Thanks to my husband, I’ve become a fan of Book TV. Steve is like Sherlock Holmes when it comes to ferreting out authors of the American Revolution era who speak on that program in front of audiences of history addicts like myself. My husband knows I will leave everything else aside to watch such an interview. This, to me, is great “Reality TV!”
When Joseph Ellis was the guest author on Book TV, I loved watching him speak with his self-amused laugh and interesting banter about the summer of 1776 that he calls, “the crescendo moment in American History.”
But it was Nathaniel Philbrick that I was most excited to hear. I felt a connection of sorts with the “other Author” (Philbrick) who toured the Jason Russell House in Arlington, Massachusetts just a few weeks before I did in July of 2012.
“Nathaniel Philbrick!” My jaw opened wide in teen-like adulation when the historian at the Russell House told me this must be author month: Philbrick was going to visit there to do research for “Bunker Hill.”

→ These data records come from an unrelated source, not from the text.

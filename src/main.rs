//! fleetdeck - operator CLI and terminal dashboard for device fleets.
//!
//! ## Usage
//!
//! ```bash
//! # Interactive dashboard for the default tenant
//! fleetdeck tui
//!
//! # Open on the devices screen with sample data
//! fleetdeck tui --demo --screen devices
//!
//! # One JSON snapshot on stdout, for scripts and agents
//! fleetdeck tui --headless --screen incidents
//!
//! # Keep emitting snapshots every 2s, at most 10 of them
//! fleetdeck tui --headless --follow --interval-ms 2000 --max-frames 10
//!
//! # List configured tenants
//! fleetdeck tenants
//! ```

use std::panic;
use std::path::PathBuf;
use std::process::ExitCode;
use std::sync::Arc;
use std::time::Duration;

use clap::{Args, Parser, Subcommand};
use fleetdeck_api::{ApiError, FleetApi, HttpFleetApi, ScriptedFleetApi, UnavailableFleetApi};
use fleetdeck_core::{Config, LogGuard, LogOptions, init_logging};
use fleetdeck_tui::{HeadlessOptions, ScreenId, SessionContext, SessionExit, TuiError};
use tracing::{error, info, warn};

/// fleetdeck operator console
///
/// Browse devices, spaces, incidents and tickets for a tenant, and run
/// remote device operations, from a terminal dashboard or as JSON snapshots.
#[derive(Parser, Debug)]
#[command(name = "fleetdeck")]
#[command(author, version, about, long_about = None)]
struct Cli {
    /// Enable verbose logging (increases log level)
    #[arg(short, long, global = true, action = clap::ArgAction::Count)]
    verbose: u8,

    /// Directory for log files (defaults to ~/.fleetdeck/logs/)
    #[arg(long, global = true)]
    log_dir: Option<PathBuf>,

    /// Config file (defaults to ~/.fleetdeck/config.yaml)
    #[arg(long, global = true)]
    config: Option<PathBuf>,

    #[command(subcommand)]
    command: Command,
}

#[derive(Subcommand, Debug)]
enum Command {
    /// Start the terminal session, interactive or headless
    Tui(TuiArgs),

    /// List configured tenants
    Tenants,
}

#[derive(Args, Debug)]
struct TuiArgs {
    /// Write JSON snapshots to stdout instead of drawing the dashboard
    #[arg(long)]
    headless: bool,

    /// Screen to open: dashboard, devices, spaces, incidents, tickets
    #[arg(long, default_value = "dashboard")]
    screen: ScreenId,

    /// Headless output format
    #[arg(long, default_value = "json")]
    format: String,

    /// Keep emitting snapshots until interrupted (headless only)
    #[arg(long)]
    follow: bool,

    /// Interval between follow snapshots in milliseconds
    #[arg(long)]
    interval_ms: Option<u64>,

    /// Stop after this many snapshots in follow mode
    #[arg(long)]
    max_frames: Option<u64>,

    /// Tenant to use (defaults to the configured default tenant)
    #[arg(long)]
    tenant: Option<String>,

    /// Disable animations
    #[arg(long)]
    no_motion: bool,

    /// Record every input, dispatch, refresh and render event in the log
    #[arg(long)]
    debug: bool,

    /// Use built-in sample data instead of the fleet API
    #[arg(long)]
    demo: bool,
}

fn main() -> ExitCode {
    let cli = Cli::parse();

    let _guard = match setup_logging(&cli) {
        Ok(guard) => guard,
        Err(e) => {
            eprintln!("Failed to initialize logging: {e}");
            return ExitCode::from(1);
        }
    };

    install_panic_hook();

    let runtime = match tokio::runtime::Builder::new_multi_thread().enable_all().build() {
        Ok(runtime) => runtime,
        Err(e) => {
            error!("Failed to start async runtime: {}", e);
            eprintln!("Error: failed to start async runtime: {e}");
            return ExitCode::from(1);
        }
    };

    let result = match cli.command {
        Command::Tui(ref args) => runtime.block_on(run_tui(&cli, args)),
        Command::Tenants => list_tenants(&cli),
    };

    match result {
        Ok(()) => ExitCode::SUCCESS,
        Err(e) => {
            error!("fleetdeck error: {}", e);
            report_error(&e);
            ExitCode::from(e.exit_code())
        }
    }
}

/// Restore the terminal before the default hook prints the panic message.
/// Panics inside a containment scope are only logged; the session reports
/// them itself and keeps the screen.
fn install_panic_hook() {
    let original_hook = panic::take_hook();

    panic::set_hook(Box::new(move |panic_info| {
        if fleetdeck_tui::panics::is_contained() {
            error!(panic = %panic_info, "Contained panic");
            return;
        }
        fleetdeck_tui::restore_terminal();
        original_hook(panic_info);
    }));
}

/// Set up logging based on CLI arguments.
///
/// The terminal session paints stdout and headless mode writes frames to it,
/// so console logging is only enabled for the other commands.
fn setup_logging(cli: &Cli) -> fleetdeck_core::Result<LogGuard> {
    let (console, debug_events) = match &cli.command {
        Command::Tui(args) => (false, args.debug),
        Command::Tenants => (true, false),
    };
    init_logging(LogOptions {
        log_dir: cli.log_dir.clone(),
        verbose: cli.verbose > 0,
        debug_events,
        console,
    })
}

fn report_error(err: &TuiError) {
    match err {
        TuiError::ErrorStorm { message, count } => {
            eprintln!("fleetdeck stopped: the same error repeated {count} times.");
            eprintln!("  {message}");
            eprintln!("See the log in ~/.fleetdeck/logs/ (run with --debug for the event trail).");
        }
        TuiError::Core(core) => {
            eprintln!("Error: {core}");
            if let Some(hint) = core.guidance() {
                eprintln!("  {hint}");
            }
        }
        other => eprintln!("Error: {other}"),
    }
}

async fn run_tui(cli: &Cli, args: &TuiArgs) -> fleetdeck_tui::Result<()> {
    if args.headless && args.format != "json" {
        return Err(TuiError::UnsupportedFormat(args.format.clone()));
    }

    let config = Config::load_or_default(cli.config.as_deref())?;
    let (api, tenant_id) = build_api(&config, args)?;
    let interval = Duration::from_millis(args.interval_ms.unwrap_or(config.tui.follow_interval_ms));
    let ctx = SessionContext::new(api, tenant_id, config.tui.clone()).with_reduced_motion(args.no_motion);

    info!(
        headless = args.headless,
        screen = %args.screen,
        tenant = %ctx.tenant_key(),
        client = ctx.api.name(),
        "Starting fleetdeck session"
    );

    if args.headless {
        let options = HeadlessOptions {
            screen: args.screen,
            follow: args.follow,
            interval,
            max_frames: args.max_frames,
        };
        let summary = fleetdeck_tui::run_headless(ctx, options, std::io::stdout()).await?;
        info!(frames = summary.frames, state = %summary.last_state, "Headless run complete");
        return Ok(());
    }

    let exit = fleetdeck_tui::run_interactive(ctx, args.screen).await?;
    if exit == SessionExit::Interrupted {
        info!("Session interrupted");
    }
    exit.into_result()
}

/// Pick the API client. A tenant that cannot be reached still gets a
/// session; it just starts degraded.
fn build_api(
    config: &Config,
    args: &TuiArgs,
) -> fleetdeck_tui::Result<(Arc<dyn FleetApi>, Option<String>)> {
    if args.demo {
        let tenant = args.tenant.clone().unwrap_or_else(|| "demo".to_string());
        return Ok((Arc::new(ScriptedFleetApi::demo()), Some(tenant)));
    }

    match config.resolve_tenant(args.tenant.as_deref())? {
        Some((id, tenant)) => match HttpFleetApi::from_tenant(&id, &tenant) {
            Ok(api) => Ok((Arc::new(api), Some(id))),
            Err(err) => {
                warn!(tenant = %id, error = %err, "API client unavailable, starting degraded");
                Ok((Arc::new(UnavailableFleetApi::new(err)), Some(id)))
            }
        },
        None => {
            warn!("No tenant configured, starting degraded");
            let err = ApiError::Other(
                "No tenant configured; add one to config.yaml or pass --demo".to_string(),
            );
            Ok((Arc::new(UnavailableFleetApi::new(err)), None))
        }
    }
}

fn list_tenants(cli: &Cli) -> fleetdeck_tui::Result<()> {
    let config = Config::load_or_default(cli.config.as_deref())?;
    let default = config.resolve_tenant(None)?.map(|(id, _)| id);

    if config.tenants.is_empty() {
        println!("No tenants configured.");
        return Ok(());
    }
    for (id, tenant) in &config.tenants {
        let marker = if default.as_deref() == Some(id.as_str()) { "*" } else { " " };
        println!("{marker} {id:<16} {}  (key: ${})", tenant.base_url, tenant.api_key_env);
    }
    Ok(())
}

Many folks may not even be familiar with Philbrick’s work but he has penned Mayflower, Sea of Glory, and In the Heart of the Sea, among other historical non-fiction accounts. I have not scanned more than Mayflower and, while at times it read like a textbook, his research was impeccable. He was a finalist for the Pulitzer Prize for that book. And I am his geeky fan. 🙂
So, touring the creaky floorboards of the 1700’s home and its owners who I write about in Fields of the Fatherless, I felt a special kinship with both the historical figures that lived there as well as the historian.
Philbrick’s book is non-fiction; mine is fiction based on actual events. In my genre, I attempt to bring to life through words the people who lived the terrifying tale that helped win American Independence. Both genres have their place on the book self. Both serve to educate and help us remember that we owe a debt of gratitude to those who came before us and sacrificed so much.
Nathaniel Philbrick may never read Fields of the Fatherless. But I will certainly peruse the pages of his well-researched book about Dr. Joseph Warren and the battle of Bunker Hill. After all, I walked every step to the top of the Bunker Hill monument as a child. History courses through my blood.
Book TV, anyone?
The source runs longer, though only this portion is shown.